Therapy is directed at reducing anal canal and levator ani tension. Appropriate interventions include digital massage of the muscle, warm sitz baths, muscle relaxants, belladonna and opium suppositories, electrogalvanic stimulation, and biofeedback. Surgical division of the puborectalis muscle is to be avoided.

Proctalgia fugax has been reported in approximately 14% of the population, mostly in males. It is characterized by a sudden severe pain in the rectum lasting seconds to minutes. Attacks in the daytime are more common than attacks at night. In contrast to levator ani syndrome, patients are asymptomatic between attacks and have no characteristic findings on rectal examination. Uncontrolled studies suggest a role for psychosocial factors; profiles of patients with proctalgia fugax who have sought medical help are similar to those with irritable bowel syndrome who have also sought help, with a higher-than-control prevalence of anxiety, hypochondriasis, somatization, and perfectionist tendencies.

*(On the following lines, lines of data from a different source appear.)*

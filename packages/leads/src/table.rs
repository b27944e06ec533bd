//! In-memory lead table.
//!
//! A deliberately small column-oriented-by-name, row-stored table: just
//! enough to select, filter, group, and chunk a lead export. Every cell is
//! a string; an empty (or whitespace-only) cell is "missing".

use std::collections::BTreeMap;
use std::io::Read;
use std::path::Path;

use crate::LeadsError;

/// A header row plus string rows of equal width.
#[derive(Debug, Clone, Default, PartialEq, Eq)]
pub struct LeadTable {
    headers: Vec<String>,
    rows: Vec<Vec<String>>,
}

/// Borrowed view of one row, addressable by column name.
#[derive(Debug, Clone, Copy)]
pub struct Row<'a> {
    table: &'a LeadTable,
    index: usize,
}

impl<'a> Row<'a> {
    /// Position of this row in its table.
    #[must_use]
    pub const fn index(&self) -> usize {
        self.index
    }

    /// Trimmed cell value, or `None` if the column is absent or the cell
    /// is empty.
    #[must_use]
    pub fn get(&self, column: &str) -> Option<&'a str> {
        self.table.value(self.index, column)
    }

    /// Like [`Row::get`] but missing values become `""`.
    #[must_use]
    pub fn get_or_empty(&self, column: &str) -> &'a str {
        self.get(column).unwrap_or("")
    }

    /// First present value among `columns`.
    #[must_use]
    pub fn first_of(&self, columns: &[&str]) -> Option<&'a str> {
        columns.iter().find_map(|c| self.get(c))
    }
}

impl LeadTable {
    /// Builds a table. Rows are padded or truncated to the header width.
    #[must_use]
    pub fn new(headers: Vec<String>, rows: Vec<Vec<String>>) -> Self {
        let width = headers.len();
        let rows = rows
            .into_iter()
            .map(|mut row| {
                row.resize(width, String::new());
                row
            })
            .collect();
        Self { headers, rows }
    }

    /// Reads a CSV export with a header row.
    ///
    /// Ragged rows are tolerated and squared up to the header width.
    ///
    /// # Errors
    ///
    /// Returns [`LeadsError::Csv`] if the input is not valid CSV.
    pub fn from_csv_reader<R: Read>(reader: R) -> Result<Self, LeadsError> {
        let mut reader = csv::ReaderBuilder::new()
            .flexible(true)
            .trim(csv::Trim::Headers)
            .from_reader(reader);

        let headers: Vec<String> = reader.headers()?.iter().map(str::to_string).collect();

        let mut rows = Vec::new();
        for record in reader.records() {
            let record = record?;
            rows.push(record.iter().map(str::to_string).collect());
        }

        log::debug!("Read {} rows x {} columns", rows.len(), headers.len());

        Ok(Self::new(headers, rows))
    }

    /// Reads a CSV export from disk.
    ///
    /// # Errors
    ///
    /// Returns [`LeadsError::Io`] if the file cannot be opened, or
    /// [`LeadsError::Csv`] if it is not valid CSV.
    pub fn from_path(path: &Path) -> Result<Self, LeadsError> {
        let file = std::fs::File::open(path).map_err(|e| LeadsError::Io {
            path: path.display().to_string(),
            source: e,
        })?;
        Self::from_csv_reader(file)
    }

    /// Column names in order.
    #[must_use]
    pub fn headers(&self) -> &[String] {
        &self.headers
    }

    /// Raw rows.
    #[must_use]
    pub fn rows(&self) -> &[Vec<String>] {
        &self.rows
    }

    /// Number of rows (excluding the header).
    #[must_use]
    pub fn len(&self) -> usize {
        self.rows.len()
    }

    /// Whether the table has no rows.
    #[must_use]
    pub fn is_empty(&self) -> bool {
        self.rows.is_empty()
    }

    /// Index of `column`, if present.
    #[must_use]
    pub fn column_index(&self, column: &str) -> Option<usize> {
        self.headers.iter().position(|h| h == column)
    }

    /// Whether `column` is present.
    #[must_use]
    pub fn has_column(&self, column: &str) -> bool {
        self.column_index(column).is_some()
    }

    /// Trimmed value at `(row, column)`; `None` when absent or empty.
    #[must_use]
    pub fn value(&self, row: usize, column: &str) -> Option<&str> {
        let col = self.column_index(column)?;
        let value = self.rows.get(row)?.get(col)?.trim();
        (!value.is_empty()).then_some(value)
    }

    /// Iterates rows as [`Row`] views.
    pub fn iter(&self) -> impl Iterator<Item = Row<'_>> {
        (0..self.rows.len()).map(move |index| Row { table: self, index })
    }

    /// Keeps the rows for which `keep` returns `true`.
    #[must_use]
    pub fn filter_rows(&self, mut keep: impl FnMut(Row<'_>) -> bool) -> Self {
        let rows = self
            .iter()
            .filter(|row| keep(*row))
            .map(|row| self.rows[row.index].clone())
            .collect();
        Self {
            headers: self.headers.clone(),
            rows,
        }
    }

    /// Projects onto `columns` in the given order. Columns the table does
    /// not have come out as empty cells.
    #[must_use]
    pub fn select(&self, columns: &[&str]) -> Self {
        let indices: Vec<Option<usize>> = columns.iter().map(|c| self.column_index(c)).collect();
        let rows = self
            .rows
            .iter()
            .map(|row| {
                indices
                    .iter()
                    .map(|i| i.map_or_else(String::new, |i| row[i].clone()))
                    .collect()
            })
            .collect();
        Self {
            headers: columns.iter().map(|c| (*c).to_string()).collect(),
            rows,
        }
    }

    /// Appends `column`, or replaces it if it already exists.
    ///
    /// `values` shorter than the table leave the remaining cells empty.
    #[must_use]
    pub fn with_column(mut self, column: &str, values: Vec<String>) -> Self {
        let mut values = values.into_iter();
        if let Some(col) = self.column_index(column) {
            for row in &mut self.rows {
                row[col] = values.next().unwrap_or_default();
            }
        } else {
            self.headers.push(column.to_string());
            for row in &mut self.rows {
                row.push(values.next().unwrap_or_default());
            }
        }
        self
    }

    /// Splits rows by the value of `column`, passed through `key`.
    ///
    /// Rows for which `key` returns `None` are grouped under `"UNKNOWN"`.
    #[must_use]
    pub fn group_by(
        &self,
        column: &str,
        key: impl Fn(&str) -> Option<String>,
    ) -> BTreeMap<String, Self> {
        let mut groups: BTreeMap<String, Self> = BTreeMap::new();
        for row in self.iter() {
            let group = row
                .get(column)
                .and_then(&key)
                .unwrap_or_else(|| "UNKNOWN".to_string());
            groups
                .entry(group)
                .or_insert_with(|| Self {
                    headers: self.headers.clone(),
                    rows: Vec::new(),
                })
                .rows
                .push(self.rows[row.index].clone());
        }
        groups
    }

    /// Splits into consecutive tables of at most `max_rows` rows.
    ///
    /// `max_rows == 0` means no limit.
    #[must_use]
    pub fn chunks(&self, max_rows: usize) -> Vec<Self> {
        if max_rows == 0 || self.rows.len() <= max_rows {
            return vec![self.clone()];
        }
        self.rows
            .chunks(max_rows)
            .map(|chunk| Self {
                headers: self.headers.clone(),
                rows: chunk.to_vec(),
            })
            .collect()
    }
}

#[cfg(test)]
mod tests {
    use super::*;

    fn sample() -> LeadTable {
        LeadTable::from_csv_reader(
            "FIRST_NAME,PERSONAL_STATE,PERSONAL_ADDRESS\n\
             Ann,IL,1 N Main St\n\
             Bob,WI,\n\
             Cy,IL,  2 Oak Ave  \n"
                .as_bytes(),
        )
        .unwrap()
    }

    #[test]
    fn reads_csv() {
        let table = sample();
        assert_eq!(table.len(), 3);
        assert_eq!(table.headers(), ["FIRST_NAME", "PERSONAL_STATE", "PERSONAL_ADDRESS"]);
        assert_eq!(table.value(0, "FIRST_NAME"), Some("Ann"));
    }

    #[test]
    fn empty_cells_are_missing_and_values_trimmed() {
        let table = sample();
        assert_eq!(table.value(1, "PERSONAL_ADDRESS"), None);
        assert_eq!(table.value(2, "PERSONAL_ADDRESS"), Some("2 Oak Ave"));
        assert_eq!(table.value(0, "NOPE"), None);
        assert_eq!(table.value(99, "FIRST_NAME"), None);
    }

    #[test]
    fn squares_up_ragged_rows() {
        let table = LeadTable::from_csv_reader("A,B,C\n1\n1,2,3,4\n".as_bytes()).unwrap();
        assert_eq!(table.rows()[0], ["1", "", ""]);
        assert_eq!(table.rows()[1], ["1", "2", "3"]);
    }

    #[test]
    fn filters_rows() {
        let table = sample().filter_rows(|row| row.get("PERSONAL_ADDRESS").is_some());
        assert_eq!(table.len(), 2);
        assert_eq!(table.value(1, "FIRST_NAME"), Some("Cy"));
    }

    #[test]
    fn selects_columns_in_order() {
        let table = sample().select(&["PERSONAL_STATE", "MISSING", "FIRST_NAME"]);
        assert_eq!(table.headers(), ["PERSONAL_STATE", "MISSING", "FIRST_NAME"]);
        assert_eq!(table.rows()[0], ["IL", "", "Ann"]);
    }

    #[test]
    fn appends_and_replaces_columns() {
        let table = sample()
            .with_column("EXTRA", vec!["x".to_string(), "y".to_string()])
            .with_column("FIRST_NAME", vec!["A".to_string(); 3]);
        assert_eq!(table.headers().len(), 4);
        assert_eq!(table.value(1, "EXTRA"), Some("y"));
        assert_eq!(table.value(2, "EXTRA"), None);
        assert_eq!(table.value(2, "FIRST_NAME"), Some("A"));
    }

    #[test]
    fn groups_by_column() {
        let table = sample().with_column("PERSONAL_STATE", vec![
            "IL".to_string(),
            "WI".to_string(),
            String::new(),
        ]);
        let groups = table.group_by("PERSONAL_STATE", |s| Some(s.to_string()));
        assert_eq!(groups.keys().collect::<Vec<_>>(), ["IL", "UNKNOWN", "WI"]);
        assert_eq!(groups["IL"].len(), 1);
    }

    #[test]
    fn chunks_rows() {
        let table = sample();
        let chunks = table.chunks(2);
        assert_eq!(chunks.len(), 2);
        assert_eq!(chunks[0].len(), 2);
        assert_eq!(chunks[1].len(), 1);
        assert_eq!(table.chunks(3).len(), 1);
        assert_eq!(table.chunks(0).len(), 1);
    }

    #[test]
    fn row_helpers() {
        let table = sample();
        let row = table.iter().nth(1).unwrap();
        assert_eq!(row.index(), 1);
        assert_eq!(row.get_or_empty("PERSONAL_ADDRESS"), "");
        assert_eq!(row.first_of(&["PERSONAL_ADDRESS", "FIRST_NAME"]), Some("Bob"));
    }
}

Therapy is mainly explanation of the disorder and reassurance. Benefit has been reported with clonidine, salbutamol, nitrates, diltiazem, caudal epidural blockade, and antidepressants, anxiolytics, and psychotherapy when appropriate.

Suggested Reading

Altomare DF, et al.: Glyceryl trinitrate for chronic anal fissure-healing or headache? Results of a multicenter, randomized, placebo-controlled, double-blind trial. Dis Colon Rectum 43(2):174, 2000.

Brisinda G, et al.: A comparison of injections of botulinum toxin and topical nitroglycerin ointment for the treatment of chronic anal fissure. N Engl J Med 341(2):65, 1999.

MacRae HM and McLeod RS: Comparison of hemorrhoidal treatment modalities: A meta-analysis. Dis Colon Rectum 38(7):687, 1995.

Rao SS: Dyssynergic defecation. Gastroenterol Clin North Am 30(1):97, 2001.

Whitehead WE, et al.: Functional disorders of the anus and rectum. Gut 45(Suppl 2):II55, 1999.